▸ Directions for this task: Whenever a line in the records below holds the string "FileOptions", copy it out.

++++++++

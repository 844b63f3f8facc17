//! Word 模板渲染
//!
//! 模板是普通的 docx 包，正文、页眉和页脚中的 `{{ name }}` 占位符被替换为
//! 上下文中的值。文本值先转义再写入，图片值作为新的媒体部件和关系内嵌。

use crate::escape::text_to_wordml;
use crate::projection::{InlineImage, ReportContext, ReportValue};
use patho_core::{PathoError, Result};
use regex::Regex;
use std::collections::{BTreeMap, BTreeSet};
use std::io::{Cursor, Read, Write};
use std::path::Path;
use std::sync::OnceLock;
use zip::write::FileOptions;
use zip::{CompressionMethod, ZipArchive, ZipWriter};

const DOCUMENT_PART: &str = "word/document.xml";
const CONTENT_TYPES_PART: &str = "[Content_Types].xml";
const RELATIONSHIPS_NS: &str = "http://schemas.openxmlformats.org/package/2006/relationships";
const IMAGE_REL_TYPE: &str =
    "http://schemas.openxmlformats.org/officeDocument/2006/relationships/image";
const EMU_PER_MM: f64 = 36_000.0;

fn zip_error(e: zip::result::ZipError) -> PathoError {
    PathoError::Template(format!("invalid docx package: {}", e))
}

fn placeholder_regex() -> &'static Regex {
    static RE: OnceLock<Regex> = OnceLock::new();
    RE.get_or_init(|| Regex::new(r"\{\{([^{}]*)\}\}").expect("valid regex"))
}

fn is_identifier(key: &str) -> bool {
    let mut chars = key.chars();
    match chars.next() {
        Some(c) if c.is_ascii_alphabetic() || c == '_' => {}
        _ => return false,
    }
    chars.all(|c| c.is_ascii_alphanumeric() || c == '_')
}

/// 正文、页眉和页脚参与替换
fn is_templated_part(name: &str) -> bool {
    if name == DOCUMENT_PART {
        return true;
    }
    match name.strip_prefix("word/") {
        Some(rest) => {
            !rest.contains('/')
                && rest.ends_with(".xml")
                && (rest.starts_with("header") || rest.starts_with("footer"))
        }
        None => false,
    }
}

/// `word/document.xml` → `word/_rels/document.xml.rels`
fn rels_path_for(part_name: &str) -> String {
    match part_name.rsplit_once('/') {
        Some((dir, file)) => format!("{}/_rels/{}.rels", dir, file),
        None => format!("_rels/{}.rels", part_name),
    }
}

fn mm_to_emu(mm: f64) -> i64 {
    (mm * EMU_PER_MM).round() as i64
}

/// 合并被 Word 拆到多个 run 中的占位符
///
/// 从 `{{` 到 `}}` 之间的标签全部去掉，占位符文本落到第一个 run 里。
pub(crate) fn collapse_placeholders(xml: &str) -> Result<String> {
    let mut text: Vec<(usize, char)> = Vec::new();
    let mut in_tag = false;
    for (i, c) in xml.char_indices() {
        match c {
            '<' => in_tag = true,
            '>' if in_tag => in_tag = false,
            c if !in_tag => text.push((i, c)),
            _ => {}
        }
    }

    let opens_at = |k: usize| text[k].1 == '{' && text.get(k + 1).map(|t| t.1) == Some('{');
    let closes_at = |k: usize| text[k].1 == '}' && text.get(k + 1).map(|t| t.1) == Some('}');

    let mut out = String::with_capacity(xml.len());
    let mut last = 0;
    let mut i = 0;
    while i < text.len() {
        if !opens_at(i) {
            i += 1;
            continue;
        }

        let mut j = i + 2;
        let end = loop {
            if j >= text.len() {
                return Err(PathoError::Template(
                    "unclosed placeholder in template".to_string(),
                ));
            }
            if closes_at(j) {
                break j + 1;
            }
            if opens_at(j) {
                return Err(PathoError::Template(
                    "nested placeholder in template".to_string(),
                ));
            }
            j += 1;
        };

        out.push_str(&xml[last..text[i].0]);
        out.extend(text[i..=end].iter().map(|(_, c)| *c));
        last = text[end].0 + 1;
        i = end + 1;
    }
    out.push_str(&xml[last..]);
    Ok(out)
}

/// 渲染过程中新加入的图片
#[derive(Default)]
struct Embedder {
    count: usize,
    media: Vec<(String, Vec<u8>)>,
    relationships: BTreeMap<String, Vec<(String, String)>>,
    content_types: BTreeMap<&'static str, &'static str>,
}

impl Embedder {
    fn embed(&mut self, part_name: &str, image: &InlineImage) -> String {
        self.count += 1;
        let n = self.count;
        let file_name = format!("patho_image{}.{}", n, image.extension);
        let rel_id = format!("rIdPatho{}", n);

        let media_path = match part_name.rsplit_once('/') {
            Some((dir, _)) => format!("{}/media/{}", dir, file_name),
            None => format!("media/{}", file_name),
        };
        self.media.push((media_path, image.bytes.clone()));
        self.relationships
            .entry(rels_path_for(part_name))
            .or_default()
            .push((rel_id.clone(), format!("media/{}", file_name)));
        self.content_types.insert(image.extension, image.content_type);

        drawing_xml(&rel_id, n, image)
    }
}

fn drawing_xml(rel_id: &str, n: usize, image: &InlineImage) -> String {
    let cx = mm_to_emu(image.width_mm);
    let cy = mm_to_emu(image.height_mm);
    let doc_pr_id = 1000 + n;
    format!(
        concat!(
            "<w:drawing>",
            "<wp:inline xmlns:wp=\"http://schemas.openxmlformats.org/drawingml/2006/wordprocessingDrawing\" distT=\"0\" distB=\"0\" distL=\"0\" distR=\"0\">",
            "<wp:extent cx=\"{cx}\" cy=\"{cy}\"/>",
            "<wp:docPr id=\"{id}\" name=\"Picture {id}\"/>",
            "<wp:cNvGraphicFramePr>",
            "<a:graphicFrameLocks xmlns:a=\"http://schemas.openxmlformats.org/drawingml/2006/main\" noChangeAspect=\"1\"/>",
            "</wp:cNvGraphicFramePr>",
            "<a:graphic xmlns:a=\"http://schemas.openxmlformats.org/drawingml/2006/main\">",
            "<a:graphicData uri=\"http://schemas.openxmlformats.org/drawingml/2006/picture\">",
            "<pic:pic xmlns:pic=\"http://schemas.openxmlformats.org/drawingml/2006/picture\">",
            "<pic:nvPicPr><pic:cNvPr id=\"0\" name=\"patho_image{n}.{ext}\"/><pic:cNvPicPr/></pic:nvPicPr>",
            "<pic:blipFill>",
            "<a:blip xmlns:r=\"http://schemas.openxmlformats.org/officeDocument/2006/relationships\" r:embed=\"{rel}\"/>",
            "<a:stretch><a:fillRect/></a:stretch>",
            "</pic:blipFill>",
            "<pic:spPr>",
            "<a:xfrm><a:off x=\"0\" y=\"0\"/><a:ext cx=\"{cx}\" cy=\"{cy}\"/></a:xfrm>",
            "<a:prstGeom prst=\"rect\"><a:avLst/></a:prstGeom>",
            "</pic:spPr>",
            "</pic:pic>",
            "</a:graphicData>",
            "</a:graphic>",
            "</wp:inline>",
            "</w:drawing>"
        ),
        cx = cx,
        cy = cy,
        id = doc_pr_id,
        n = n,
        ext = image.extension,
        rel = rel_id,
    )
}

fn substitute(
    xml: &str,
    part_name: &str,
    context: &ReportContext,
    embedder: &mut Embedder,
) -> Result<String> {
    let mut out = String::with_capacity(xml.len());
    let mut last = 0;
    for caps in placeholder_regex().captures_iter(xml) {
        let (Some(whole), Some(inner)) = (caps.get(0), caps.get(1)) else {
            continue;
        };
        let key = inner.as_str().trim();
        if !is_identifier(key) {
            return Err(PathoError::Template(format!(
                "malformed placeholder '{}'",
                whole.as_str()
            )));
        }

        out.push_str(&xml[last..whole.start()]);
        match context.get(key) {
            Some(ReportValue::Text(text)) => out.push_str(&text_to_wordml(text)),
            Some(ReportValue::Image(image)) => {
                // 图片不能放在 <w:t> 里，先关闭文本再重新打开
                out.push_str("</w:t>");
                out.push_str(&embedder.embed(part_name, image));
                out.push_str("<w:t xml:space=\"preserve\">");
            }
            None => {
                return Err(PathoError::Template(format!(
                    "unknown placeholder '{}' in {}",
                    key, part_name
                )))
            }
        }
        last = whole.end();
    }
    out.push_str(&xml[last..]);
    Ok(out)
}

fn add_relationships(existing: Option<&str>, entries: &[(String, String)]) -> Result<String> {
    let mut additions = String::new();
    for (id, target) in entries {
        additions.push_str(&format!(
            "<Relationship Id=\"{}\" Type=\"{}\" Target=\"{}\"/>",
            id, IMAGE_REL_TYPE, target
        ));
    }

    match existing {
        None => Ok(format!(
            "<?xml version=\"1.0\" encoding=\"UTF-8\" standalone=\"yes\"?>\n<Relationships xmlns=\"{}\">{}</Relationships>",
            RELATIONSHIPS_NS, additions
        )),
        Some(xml) => {
            let pos = xml.rfind("</Relationships>").ok_or_else(|| {
                PathoError::Template("relationships part is malformed".to_string())
            })?;
            Ok(format!("{}{}{}", &xml[..pos], additions, &xml[pos..]))
        }
    }
}

fn add_default_content_types(
    xml: &str,
    content_types: &BTreeMap<&'static str, &'static str>,
) -> Result<String> {
    let lowered = xml.to_ascii_lowercase();
    let mut additions = String::new();
    for (extension, content_type) in content_types {
        if !lowered.contains(&format!("extension=\"{}\"", extension)) {
            additions.push_str(&format!(
                "<Default Extension=\"{}\" ContentType=\"{}\"/>",
                extension, content_type
            ));
        }
    }
    let pos = xml
        .rfind("</Types>")
        .ok_or_else(|| PathoError::Template(format!("{} is malformed", CONTENT_TYPES_PART)))?;
    Ok(format!("{}{}{}", &xml[..pos], additions, &xml[pos..]))
}

fn utf8_part<'a>(name: &str, data: &'a [u8]) -> Result<&'a str> {
    std::str::from_utf8(data)
        .map_err(|_| PathoError::Template(format!("{} is not valid UTF-8", name)))
}

#[derive(Debug, Clone)]
struct Part {
    name: String,
    data: Vec<u8>,
    is_dir: bool,
}

/// 已加载的 docx 模板
#[derive(Debug, Clone)]
pub struct DocxTemplate {
    parts: Vec<Part>,
}

impl DocxTemplate {
    pub async fn open(path: &Path) -> Result<Self> {
        let bytes = tokio::fs::read(path).await.map_err(|e| {
            PathoError::Template(format!("cannot read template {}: {}", path.display(), e))
        })?;
        Self::from_bytes(&bytes)
    }

    pub fn from_bytes(bytes: &[u8]) -> Result<Self> {
        let mut archive = ZipArchive::new(Cursor::new(bytes)).map_err(zip_error)?;
        let mut parts = Vec::with_capacity(archive.len());
        for i in 0..archive.len() {
            let mut file = archive.by_index(i).map_err(zip_error)?;
            let name = file.name().to_string();
            let is_dir = file.is_dir();
            let mut data = Vec::new();
            file.read_to_end(&mut data)?;
            parts.push(Part { name, data, is_dir });
        }

        for required in [DOCUMENT_PART, CONTENT_TYPES_PART] {
            if !parts.iter().any(|p| p.name == required) {
                return Err(PathoError::Template(format!("template has no {}", required)));
            }
        }
        Ok(Self { parts })
    }

    /// 模板中出现的全部占位符名
    pub fn placeholders(&self) -> Result<BTreeSet<String>> {
        let mut keys = BTreeSet::new();
        for part in self.parts.iter().filter(|p| is_templated_part(&p.name)) {
            let collapsed = collapse_placeholders(utf8_part(&part.name, &part.data)?)?;
            for caps in placeholder_regex().captures_iter(&collapsed) {
                if let Some(inner) = caps.get(1) {
                    keys.insert(inner.as_str().trim().to_string());
                }
            }
        }
        Ok(keys)
    }

    /// 渲染为完整的 docx 字节；任何占位符出错都不会产生输出
    pub fn render(&self, context: &ReportContext) -> Result<Vec<u8>> {
        let mut parts = self.parts.clone();
        let mut embedder = Embedder::default();

        for part in parts.iter_mut().filter(|p| is_templated_part(&p.name)) {
            let collapsed = collapse_placeholders(utf8_part(&part.name, &part.data)?)?;
            let rendered = substitute(&collapsed, &part.name, context, &mut embedder)?;
            part.data = rendered.into_bytes();
        }

        for (rels_path, entries) in &embedder.relationships {
            match parts.iter_mut().find(|p| &p.name == rels_path) {
                Some(part) => {
                    let updated = add_relationships(Some(utf8_part(&part.name, &part.data)?), entries)?;
                    part.data = updated.into_bytes();
                }
                None => parts.push(Part {
                    name: rels_path.clone(),
                    data: add_relationships(None, entries)?.into_bytes(),
                    is_dir: false,
                }),
            }
        }

        if !embedder.content_types.is_empty() {
            if let Some(part) = parts.iter_mut().find(|p| p.name == CONTENT_TYPES_PART) {
                let updated = add_default_content_types(
                    utf8_part(&part.name, &part.data)?,
                    &embedder.content_types,
                )?;
                part.data = updated.into_bytes();
            }
        }

        let mut writer = ZipWriter::new(Cursor::new(Vec::new()));
        let options = FileOptions::default().compression_method(CompressionMethod::Deflated);
        for part in &parts {
            if part.is_dir {
                writer.add_directory(part.name.as_str(), options).map_err(zip_error)?;
            } else {
                writer.start_file(part.name.as_str(), options).map_err(zip_error)?;
                writer.write_all(&part.data)?;
            }
        }
        for (path, data) in &embedder.media {
            writer.start_file(path.as_str(), options).map_err(zip_error)?;
            writer.write_all(data)?;
        }

        let cursor = writer.finish().map_err(zip_error)?;
        tracing::debug!(images = embedder.count, "Rendered docx template");
        Ok(cursor.into_inner())
    }
}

++++++++

▸ Completed task:
use zip::write::FileOptions;
        let options = FileOptions::default().compression_method(CompressionMethod::Deflated);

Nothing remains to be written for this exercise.